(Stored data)
----

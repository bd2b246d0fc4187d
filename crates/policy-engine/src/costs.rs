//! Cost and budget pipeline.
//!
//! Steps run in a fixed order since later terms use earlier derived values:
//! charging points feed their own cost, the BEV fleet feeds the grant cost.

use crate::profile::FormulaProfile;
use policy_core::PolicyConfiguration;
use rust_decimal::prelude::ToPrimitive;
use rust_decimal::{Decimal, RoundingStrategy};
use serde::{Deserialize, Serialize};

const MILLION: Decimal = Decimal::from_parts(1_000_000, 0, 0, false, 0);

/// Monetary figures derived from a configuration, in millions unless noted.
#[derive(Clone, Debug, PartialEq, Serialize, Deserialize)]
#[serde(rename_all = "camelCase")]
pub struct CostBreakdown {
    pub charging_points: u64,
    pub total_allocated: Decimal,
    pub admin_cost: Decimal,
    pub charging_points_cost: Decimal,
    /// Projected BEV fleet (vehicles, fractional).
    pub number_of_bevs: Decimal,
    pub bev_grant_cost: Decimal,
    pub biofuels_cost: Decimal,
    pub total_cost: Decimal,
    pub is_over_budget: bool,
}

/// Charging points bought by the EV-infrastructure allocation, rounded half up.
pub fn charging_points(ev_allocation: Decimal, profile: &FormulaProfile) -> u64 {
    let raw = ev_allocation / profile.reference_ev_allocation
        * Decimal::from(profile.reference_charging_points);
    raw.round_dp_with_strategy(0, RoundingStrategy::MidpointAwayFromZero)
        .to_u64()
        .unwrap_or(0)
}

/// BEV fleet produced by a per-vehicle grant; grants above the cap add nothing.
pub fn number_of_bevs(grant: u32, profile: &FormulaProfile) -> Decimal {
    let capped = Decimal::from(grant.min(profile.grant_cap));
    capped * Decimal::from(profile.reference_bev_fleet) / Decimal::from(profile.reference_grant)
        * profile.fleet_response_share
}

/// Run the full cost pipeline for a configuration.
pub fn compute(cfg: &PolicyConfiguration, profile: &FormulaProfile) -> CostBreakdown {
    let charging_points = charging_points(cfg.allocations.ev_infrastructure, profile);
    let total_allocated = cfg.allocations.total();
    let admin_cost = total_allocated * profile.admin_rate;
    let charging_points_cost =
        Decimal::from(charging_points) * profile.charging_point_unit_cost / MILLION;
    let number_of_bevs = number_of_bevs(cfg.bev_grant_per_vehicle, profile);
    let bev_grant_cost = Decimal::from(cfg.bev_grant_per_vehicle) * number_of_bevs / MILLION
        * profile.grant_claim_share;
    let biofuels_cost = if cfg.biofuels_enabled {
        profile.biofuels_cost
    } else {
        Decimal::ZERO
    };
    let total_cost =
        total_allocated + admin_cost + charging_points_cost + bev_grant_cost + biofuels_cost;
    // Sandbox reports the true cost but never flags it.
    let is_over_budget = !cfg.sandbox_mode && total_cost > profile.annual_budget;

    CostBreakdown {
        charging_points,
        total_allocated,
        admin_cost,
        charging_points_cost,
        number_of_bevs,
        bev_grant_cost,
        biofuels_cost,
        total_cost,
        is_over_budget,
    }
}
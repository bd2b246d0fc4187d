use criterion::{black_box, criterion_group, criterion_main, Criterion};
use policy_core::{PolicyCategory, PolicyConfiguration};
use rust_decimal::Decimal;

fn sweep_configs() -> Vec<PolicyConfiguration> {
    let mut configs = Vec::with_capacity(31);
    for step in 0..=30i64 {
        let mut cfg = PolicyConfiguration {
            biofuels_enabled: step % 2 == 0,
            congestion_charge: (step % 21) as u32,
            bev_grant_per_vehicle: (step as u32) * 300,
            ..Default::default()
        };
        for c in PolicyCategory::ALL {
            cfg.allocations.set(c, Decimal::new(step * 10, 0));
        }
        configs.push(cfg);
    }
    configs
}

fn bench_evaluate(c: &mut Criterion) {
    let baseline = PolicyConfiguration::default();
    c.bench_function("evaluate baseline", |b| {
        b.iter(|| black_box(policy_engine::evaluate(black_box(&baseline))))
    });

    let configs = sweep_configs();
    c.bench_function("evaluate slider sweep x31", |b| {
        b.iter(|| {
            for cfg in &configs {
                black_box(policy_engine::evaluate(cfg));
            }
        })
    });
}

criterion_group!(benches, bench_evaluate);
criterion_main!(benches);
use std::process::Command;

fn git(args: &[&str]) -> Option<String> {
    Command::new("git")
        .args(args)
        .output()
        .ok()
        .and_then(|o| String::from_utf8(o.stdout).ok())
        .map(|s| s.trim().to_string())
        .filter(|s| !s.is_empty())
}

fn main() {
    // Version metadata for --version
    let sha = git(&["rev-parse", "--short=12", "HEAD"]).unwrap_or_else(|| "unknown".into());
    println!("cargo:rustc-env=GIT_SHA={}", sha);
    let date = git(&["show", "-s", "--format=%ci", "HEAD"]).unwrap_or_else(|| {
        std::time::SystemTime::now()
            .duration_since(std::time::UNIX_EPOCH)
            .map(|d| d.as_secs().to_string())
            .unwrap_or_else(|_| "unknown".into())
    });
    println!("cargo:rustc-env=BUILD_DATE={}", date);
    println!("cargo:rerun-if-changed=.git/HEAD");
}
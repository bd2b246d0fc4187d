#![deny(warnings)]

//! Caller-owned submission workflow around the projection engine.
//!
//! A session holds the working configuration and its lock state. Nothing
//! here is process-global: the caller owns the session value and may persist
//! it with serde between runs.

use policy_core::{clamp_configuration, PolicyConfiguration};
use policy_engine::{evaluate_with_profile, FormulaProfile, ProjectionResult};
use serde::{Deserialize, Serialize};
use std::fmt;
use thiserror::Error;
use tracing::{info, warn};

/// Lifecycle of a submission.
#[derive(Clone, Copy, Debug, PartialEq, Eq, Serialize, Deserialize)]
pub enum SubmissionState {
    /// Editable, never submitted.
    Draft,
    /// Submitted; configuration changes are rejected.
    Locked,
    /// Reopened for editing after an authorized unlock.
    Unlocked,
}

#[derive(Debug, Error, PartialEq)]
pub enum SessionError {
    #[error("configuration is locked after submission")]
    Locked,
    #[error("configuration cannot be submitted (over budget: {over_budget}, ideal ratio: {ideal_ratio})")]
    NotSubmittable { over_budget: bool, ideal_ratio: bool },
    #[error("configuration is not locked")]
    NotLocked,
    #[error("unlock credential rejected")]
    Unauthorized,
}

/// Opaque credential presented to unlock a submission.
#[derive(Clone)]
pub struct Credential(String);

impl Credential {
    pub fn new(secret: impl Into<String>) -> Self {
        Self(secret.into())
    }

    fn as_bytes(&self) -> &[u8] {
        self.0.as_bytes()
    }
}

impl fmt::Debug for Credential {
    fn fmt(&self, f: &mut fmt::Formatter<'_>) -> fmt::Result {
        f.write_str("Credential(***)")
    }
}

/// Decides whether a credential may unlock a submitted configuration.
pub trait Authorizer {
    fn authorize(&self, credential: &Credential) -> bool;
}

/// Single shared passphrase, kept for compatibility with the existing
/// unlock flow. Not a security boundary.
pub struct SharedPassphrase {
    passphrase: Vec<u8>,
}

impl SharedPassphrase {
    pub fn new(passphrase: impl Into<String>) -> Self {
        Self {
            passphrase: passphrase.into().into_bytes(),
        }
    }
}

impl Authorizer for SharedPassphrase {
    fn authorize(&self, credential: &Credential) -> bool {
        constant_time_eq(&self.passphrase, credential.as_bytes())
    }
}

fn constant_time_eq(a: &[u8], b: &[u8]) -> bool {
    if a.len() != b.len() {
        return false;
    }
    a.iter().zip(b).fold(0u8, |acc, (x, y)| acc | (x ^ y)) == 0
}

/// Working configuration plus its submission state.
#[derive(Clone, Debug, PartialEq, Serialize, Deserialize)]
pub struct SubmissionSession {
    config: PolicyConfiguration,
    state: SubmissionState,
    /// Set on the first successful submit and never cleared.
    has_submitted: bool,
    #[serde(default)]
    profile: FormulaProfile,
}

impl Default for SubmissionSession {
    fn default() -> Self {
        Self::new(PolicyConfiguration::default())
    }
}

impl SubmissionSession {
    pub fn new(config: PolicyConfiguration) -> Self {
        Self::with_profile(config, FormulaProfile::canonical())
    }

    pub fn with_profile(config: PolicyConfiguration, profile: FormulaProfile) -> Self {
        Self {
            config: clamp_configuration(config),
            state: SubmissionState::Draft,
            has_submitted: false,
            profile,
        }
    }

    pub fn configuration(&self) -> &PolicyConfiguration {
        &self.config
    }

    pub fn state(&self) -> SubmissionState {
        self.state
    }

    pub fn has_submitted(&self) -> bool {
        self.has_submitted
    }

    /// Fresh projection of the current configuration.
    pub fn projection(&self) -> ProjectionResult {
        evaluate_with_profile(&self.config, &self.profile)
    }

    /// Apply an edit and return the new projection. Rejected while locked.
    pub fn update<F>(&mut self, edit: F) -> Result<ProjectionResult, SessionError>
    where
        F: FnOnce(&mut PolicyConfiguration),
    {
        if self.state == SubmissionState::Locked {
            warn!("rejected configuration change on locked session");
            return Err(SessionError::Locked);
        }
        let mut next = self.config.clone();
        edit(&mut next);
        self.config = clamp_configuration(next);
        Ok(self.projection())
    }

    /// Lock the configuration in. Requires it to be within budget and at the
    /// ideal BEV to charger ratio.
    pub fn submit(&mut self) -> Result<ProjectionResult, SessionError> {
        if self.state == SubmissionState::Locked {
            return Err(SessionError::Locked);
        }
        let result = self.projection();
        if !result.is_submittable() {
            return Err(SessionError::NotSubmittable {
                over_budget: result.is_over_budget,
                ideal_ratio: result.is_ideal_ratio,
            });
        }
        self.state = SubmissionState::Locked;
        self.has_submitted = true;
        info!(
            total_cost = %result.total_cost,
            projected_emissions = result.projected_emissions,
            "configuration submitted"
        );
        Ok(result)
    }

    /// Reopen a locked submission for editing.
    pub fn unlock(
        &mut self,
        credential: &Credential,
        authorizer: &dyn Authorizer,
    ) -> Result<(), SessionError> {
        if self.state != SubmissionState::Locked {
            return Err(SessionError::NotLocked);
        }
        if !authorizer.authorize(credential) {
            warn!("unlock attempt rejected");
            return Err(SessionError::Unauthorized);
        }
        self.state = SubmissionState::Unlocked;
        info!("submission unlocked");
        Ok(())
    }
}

----

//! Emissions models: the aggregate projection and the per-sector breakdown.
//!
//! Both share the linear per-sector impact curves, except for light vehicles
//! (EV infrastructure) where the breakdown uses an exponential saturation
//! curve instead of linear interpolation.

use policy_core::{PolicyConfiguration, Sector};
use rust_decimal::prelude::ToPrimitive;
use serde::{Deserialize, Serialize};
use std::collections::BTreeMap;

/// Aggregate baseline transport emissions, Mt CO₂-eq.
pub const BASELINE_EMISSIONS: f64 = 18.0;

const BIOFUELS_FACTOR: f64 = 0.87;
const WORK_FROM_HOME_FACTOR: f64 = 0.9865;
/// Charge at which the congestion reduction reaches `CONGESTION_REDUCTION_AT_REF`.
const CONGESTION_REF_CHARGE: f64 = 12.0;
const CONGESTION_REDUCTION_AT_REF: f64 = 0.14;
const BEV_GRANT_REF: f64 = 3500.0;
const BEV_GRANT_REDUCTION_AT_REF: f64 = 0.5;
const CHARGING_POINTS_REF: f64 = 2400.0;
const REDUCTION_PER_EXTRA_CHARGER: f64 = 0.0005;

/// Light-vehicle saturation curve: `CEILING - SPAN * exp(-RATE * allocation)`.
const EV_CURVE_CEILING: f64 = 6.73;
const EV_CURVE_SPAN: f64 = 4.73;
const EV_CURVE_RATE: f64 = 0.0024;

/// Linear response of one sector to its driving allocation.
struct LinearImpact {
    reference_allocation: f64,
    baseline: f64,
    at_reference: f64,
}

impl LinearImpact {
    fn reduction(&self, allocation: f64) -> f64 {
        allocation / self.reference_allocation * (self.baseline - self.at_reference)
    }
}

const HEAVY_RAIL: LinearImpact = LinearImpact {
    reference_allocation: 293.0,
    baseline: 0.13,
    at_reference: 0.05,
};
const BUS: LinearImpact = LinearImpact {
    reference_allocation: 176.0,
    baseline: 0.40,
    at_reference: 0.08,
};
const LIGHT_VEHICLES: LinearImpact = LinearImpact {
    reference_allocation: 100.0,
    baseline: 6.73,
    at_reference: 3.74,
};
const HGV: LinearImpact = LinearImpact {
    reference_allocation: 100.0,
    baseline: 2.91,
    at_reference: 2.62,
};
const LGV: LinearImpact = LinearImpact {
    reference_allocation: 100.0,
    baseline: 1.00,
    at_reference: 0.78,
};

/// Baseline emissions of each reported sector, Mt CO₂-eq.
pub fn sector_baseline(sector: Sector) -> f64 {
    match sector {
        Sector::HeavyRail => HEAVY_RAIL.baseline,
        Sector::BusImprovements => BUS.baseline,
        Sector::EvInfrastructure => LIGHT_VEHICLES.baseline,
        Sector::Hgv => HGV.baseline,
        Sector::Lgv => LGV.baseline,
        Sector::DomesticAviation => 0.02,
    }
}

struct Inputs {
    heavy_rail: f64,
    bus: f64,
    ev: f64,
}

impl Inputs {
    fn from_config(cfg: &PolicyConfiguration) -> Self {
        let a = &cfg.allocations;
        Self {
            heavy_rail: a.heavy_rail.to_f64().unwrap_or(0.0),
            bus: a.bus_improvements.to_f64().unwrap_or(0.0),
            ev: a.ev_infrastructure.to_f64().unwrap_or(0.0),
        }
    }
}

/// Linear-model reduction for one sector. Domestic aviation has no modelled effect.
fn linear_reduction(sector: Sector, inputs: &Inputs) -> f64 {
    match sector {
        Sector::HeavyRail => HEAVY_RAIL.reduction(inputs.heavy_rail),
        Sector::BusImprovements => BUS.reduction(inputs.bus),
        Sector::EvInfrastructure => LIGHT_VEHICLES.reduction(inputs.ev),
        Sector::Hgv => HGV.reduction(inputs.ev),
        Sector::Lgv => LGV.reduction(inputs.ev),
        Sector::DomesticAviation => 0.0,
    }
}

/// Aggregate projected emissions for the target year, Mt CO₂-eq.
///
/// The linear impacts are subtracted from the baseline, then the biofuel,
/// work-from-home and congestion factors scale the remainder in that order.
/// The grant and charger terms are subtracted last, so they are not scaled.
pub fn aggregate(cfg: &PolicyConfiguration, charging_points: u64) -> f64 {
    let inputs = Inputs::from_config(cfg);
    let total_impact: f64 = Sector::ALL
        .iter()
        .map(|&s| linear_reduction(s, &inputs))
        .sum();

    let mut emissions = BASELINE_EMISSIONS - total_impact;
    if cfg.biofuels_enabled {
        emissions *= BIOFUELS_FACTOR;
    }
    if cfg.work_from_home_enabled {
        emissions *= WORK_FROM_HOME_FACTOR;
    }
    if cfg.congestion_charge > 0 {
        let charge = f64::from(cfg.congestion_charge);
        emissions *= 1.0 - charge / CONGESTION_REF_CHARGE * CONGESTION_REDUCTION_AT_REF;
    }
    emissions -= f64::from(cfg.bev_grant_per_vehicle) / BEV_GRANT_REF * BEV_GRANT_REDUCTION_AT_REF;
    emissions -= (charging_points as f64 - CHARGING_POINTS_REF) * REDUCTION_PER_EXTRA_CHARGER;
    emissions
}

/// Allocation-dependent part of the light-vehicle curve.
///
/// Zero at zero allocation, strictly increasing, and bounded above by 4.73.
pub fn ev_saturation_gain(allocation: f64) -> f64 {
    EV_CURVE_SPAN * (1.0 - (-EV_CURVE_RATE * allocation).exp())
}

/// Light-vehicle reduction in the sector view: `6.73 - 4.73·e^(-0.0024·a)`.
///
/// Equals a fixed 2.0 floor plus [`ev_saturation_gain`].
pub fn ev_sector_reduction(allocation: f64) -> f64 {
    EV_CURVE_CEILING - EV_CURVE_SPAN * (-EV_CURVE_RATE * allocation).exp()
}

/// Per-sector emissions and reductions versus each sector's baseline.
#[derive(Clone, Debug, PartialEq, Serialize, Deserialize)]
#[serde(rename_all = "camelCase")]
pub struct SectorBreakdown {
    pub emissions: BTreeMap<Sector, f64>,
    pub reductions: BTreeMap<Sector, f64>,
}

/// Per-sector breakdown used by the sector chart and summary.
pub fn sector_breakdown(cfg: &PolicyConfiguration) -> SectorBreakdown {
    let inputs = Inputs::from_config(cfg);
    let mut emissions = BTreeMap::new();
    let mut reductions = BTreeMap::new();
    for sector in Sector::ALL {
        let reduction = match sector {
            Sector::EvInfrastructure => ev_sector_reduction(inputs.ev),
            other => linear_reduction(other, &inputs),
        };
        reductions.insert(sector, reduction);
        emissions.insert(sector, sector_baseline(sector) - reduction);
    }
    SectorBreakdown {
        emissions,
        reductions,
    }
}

----

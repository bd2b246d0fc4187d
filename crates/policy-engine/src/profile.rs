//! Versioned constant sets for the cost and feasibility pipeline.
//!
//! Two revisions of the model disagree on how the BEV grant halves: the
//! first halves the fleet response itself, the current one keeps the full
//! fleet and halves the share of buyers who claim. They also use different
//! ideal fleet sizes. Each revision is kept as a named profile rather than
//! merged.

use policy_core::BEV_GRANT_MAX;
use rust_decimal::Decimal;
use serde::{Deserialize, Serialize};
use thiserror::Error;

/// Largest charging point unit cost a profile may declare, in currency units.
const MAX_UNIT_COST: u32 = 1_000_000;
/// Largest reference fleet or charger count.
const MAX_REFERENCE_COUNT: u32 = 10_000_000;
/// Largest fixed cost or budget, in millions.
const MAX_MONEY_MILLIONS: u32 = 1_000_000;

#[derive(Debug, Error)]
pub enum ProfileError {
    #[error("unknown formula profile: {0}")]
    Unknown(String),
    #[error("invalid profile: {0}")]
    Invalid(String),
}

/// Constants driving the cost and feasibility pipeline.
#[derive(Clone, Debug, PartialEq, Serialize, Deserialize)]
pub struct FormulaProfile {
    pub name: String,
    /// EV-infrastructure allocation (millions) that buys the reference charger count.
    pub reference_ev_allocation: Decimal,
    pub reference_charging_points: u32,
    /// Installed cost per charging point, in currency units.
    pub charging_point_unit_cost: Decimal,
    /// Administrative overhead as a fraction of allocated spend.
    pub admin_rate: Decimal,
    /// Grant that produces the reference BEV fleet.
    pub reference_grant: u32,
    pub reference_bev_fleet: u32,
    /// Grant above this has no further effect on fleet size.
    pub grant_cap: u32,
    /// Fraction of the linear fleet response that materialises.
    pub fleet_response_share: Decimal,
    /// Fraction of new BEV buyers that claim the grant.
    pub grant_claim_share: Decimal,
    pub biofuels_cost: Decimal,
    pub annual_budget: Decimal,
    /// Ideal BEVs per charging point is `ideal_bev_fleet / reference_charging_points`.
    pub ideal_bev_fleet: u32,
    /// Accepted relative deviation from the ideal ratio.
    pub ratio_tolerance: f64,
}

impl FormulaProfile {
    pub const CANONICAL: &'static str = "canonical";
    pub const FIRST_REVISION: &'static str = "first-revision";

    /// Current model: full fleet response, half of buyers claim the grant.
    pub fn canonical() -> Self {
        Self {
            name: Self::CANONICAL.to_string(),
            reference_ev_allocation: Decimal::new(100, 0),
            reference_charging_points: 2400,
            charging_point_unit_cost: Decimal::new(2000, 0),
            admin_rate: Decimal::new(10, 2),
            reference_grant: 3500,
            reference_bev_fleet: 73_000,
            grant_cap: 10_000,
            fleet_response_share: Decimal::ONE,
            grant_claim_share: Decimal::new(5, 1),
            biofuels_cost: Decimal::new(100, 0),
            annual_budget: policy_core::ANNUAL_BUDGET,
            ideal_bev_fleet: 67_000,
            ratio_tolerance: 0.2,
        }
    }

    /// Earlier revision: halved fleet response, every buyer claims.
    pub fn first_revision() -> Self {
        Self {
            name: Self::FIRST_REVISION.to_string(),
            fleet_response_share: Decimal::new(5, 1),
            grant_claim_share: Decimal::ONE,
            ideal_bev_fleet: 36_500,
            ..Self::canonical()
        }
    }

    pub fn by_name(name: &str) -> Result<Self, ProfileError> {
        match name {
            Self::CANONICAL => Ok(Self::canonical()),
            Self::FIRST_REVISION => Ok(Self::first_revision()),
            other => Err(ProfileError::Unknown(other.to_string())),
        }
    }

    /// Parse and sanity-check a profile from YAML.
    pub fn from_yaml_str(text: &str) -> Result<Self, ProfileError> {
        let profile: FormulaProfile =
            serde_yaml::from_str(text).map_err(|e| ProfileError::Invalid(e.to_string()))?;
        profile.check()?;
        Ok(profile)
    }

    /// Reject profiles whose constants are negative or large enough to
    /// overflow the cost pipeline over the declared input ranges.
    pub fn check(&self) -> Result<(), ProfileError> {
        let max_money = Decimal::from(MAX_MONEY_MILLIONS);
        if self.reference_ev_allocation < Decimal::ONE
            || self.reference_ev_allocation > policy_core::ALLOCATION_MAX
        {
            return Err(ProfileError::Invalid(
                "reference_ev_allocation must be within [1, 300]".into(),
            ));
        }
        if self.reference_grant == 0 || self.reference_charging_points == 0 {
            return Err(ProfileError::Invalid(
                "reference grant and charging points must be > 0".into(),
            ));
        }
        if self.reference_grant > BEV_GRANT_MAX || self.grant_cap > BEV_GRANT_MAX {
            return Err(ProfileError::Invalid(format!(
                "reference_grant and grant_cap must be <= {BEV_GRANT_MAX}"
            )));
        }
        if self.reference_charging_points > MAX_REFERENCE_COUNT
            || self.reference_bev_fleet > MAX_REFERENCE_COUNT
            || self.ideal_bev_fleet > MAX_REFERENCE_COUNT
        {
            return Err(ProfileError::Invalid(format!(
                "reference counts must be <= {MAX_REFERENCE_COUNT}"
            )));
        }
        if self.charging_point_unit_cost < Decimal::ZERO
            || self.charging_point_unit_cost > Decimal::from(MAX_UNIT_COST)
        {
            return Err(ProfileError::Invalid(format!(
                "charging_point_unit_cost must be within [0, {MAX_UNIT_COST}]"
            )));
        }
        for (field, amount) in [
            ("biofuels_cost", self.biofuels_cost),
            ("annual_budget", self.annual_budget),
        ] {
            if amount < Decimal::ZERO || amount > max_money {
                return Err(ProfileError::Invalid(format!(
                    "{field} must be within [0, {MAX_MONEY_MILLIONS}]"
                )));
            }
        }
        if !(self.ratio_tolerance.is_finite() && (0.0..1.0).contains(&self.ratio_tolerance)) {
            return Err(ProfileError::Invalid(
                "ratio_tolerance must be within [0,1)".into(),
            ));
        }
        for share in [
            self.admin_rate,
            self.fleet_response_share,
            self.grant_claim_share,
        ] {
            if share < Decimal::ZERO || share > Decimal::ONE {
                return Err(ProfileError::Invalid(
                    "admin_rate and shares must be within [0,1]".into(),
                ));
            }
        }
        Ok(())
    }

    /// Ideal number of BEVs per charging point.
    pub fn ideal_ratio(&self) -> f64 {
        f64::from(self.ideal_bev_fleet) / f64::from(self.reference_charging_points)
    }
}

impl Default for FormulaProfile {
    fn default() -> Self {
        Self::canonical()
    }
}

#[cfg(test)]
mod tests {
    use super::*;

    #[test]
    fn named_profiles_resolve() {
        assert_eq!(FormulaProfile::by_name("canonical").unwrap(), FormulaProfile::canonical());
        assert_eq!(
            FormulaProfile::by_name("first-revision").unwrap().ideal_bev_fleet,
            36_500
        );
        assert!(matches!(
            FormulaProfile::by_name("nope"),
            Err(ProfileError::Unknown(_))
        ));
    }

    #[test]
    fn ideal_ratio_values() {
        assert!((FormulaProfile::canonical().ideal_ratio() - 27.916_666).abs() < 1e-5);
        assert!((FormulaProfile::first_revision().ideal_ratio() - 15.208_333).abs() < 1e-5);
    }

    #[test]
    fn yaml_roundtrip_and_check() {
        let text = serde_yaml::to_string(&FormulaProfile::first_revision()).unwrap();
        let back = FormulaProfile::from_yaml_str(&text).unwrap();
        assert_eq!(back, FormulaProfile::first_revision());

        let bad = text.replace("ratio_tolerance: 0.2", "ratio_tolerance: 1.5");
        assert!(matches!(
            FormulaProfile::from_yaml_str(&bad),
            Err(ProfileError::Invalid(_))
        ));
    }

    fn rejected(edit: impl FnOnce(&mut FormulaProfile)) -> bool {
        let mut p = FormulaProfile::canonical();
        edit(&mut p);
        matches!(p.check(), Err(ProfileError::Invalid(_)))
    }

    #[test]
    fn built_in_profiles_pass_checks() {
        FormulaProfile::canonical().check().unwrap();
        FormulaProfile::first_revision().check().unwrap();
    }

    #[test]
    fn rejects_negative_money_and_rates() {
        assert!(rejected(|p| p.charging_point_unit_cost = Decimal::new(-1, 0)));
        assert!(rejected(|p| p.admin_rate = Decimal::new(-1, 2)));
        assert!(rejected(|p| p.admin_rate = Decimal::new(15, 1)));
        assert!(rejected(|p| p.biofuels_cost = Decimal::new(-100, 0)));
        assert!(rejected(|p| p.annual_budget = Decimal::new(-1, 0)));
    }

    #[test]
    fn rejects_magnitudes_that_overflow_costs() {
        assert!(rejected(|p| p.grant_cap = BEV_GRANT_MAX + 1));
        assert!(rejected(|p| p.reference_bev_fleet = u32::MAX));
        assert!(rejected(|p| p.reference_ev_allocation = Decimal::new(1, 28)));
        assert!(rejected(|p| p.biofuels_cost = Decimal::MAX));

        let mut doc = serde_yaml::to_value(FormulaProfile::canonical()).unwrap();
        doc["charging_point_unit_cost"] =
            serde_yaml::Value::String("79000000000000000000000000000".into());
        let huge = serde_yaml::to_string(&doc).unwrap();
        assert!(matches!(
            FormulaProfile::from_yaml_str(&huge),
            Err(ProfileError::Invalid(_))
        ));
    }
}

----

EXERCISE OBJECTIVE = "cargo" is the word to look for; copy every line of the data that has it.

TASK ANSWER =
    println!("cargo:rustc-env=GIT_SHA={}", sha);
    println!("cargo:rustc-env=BUILD_DATE={}", date);
    println!("cargo:rerun-if-changed=.git/HEAD");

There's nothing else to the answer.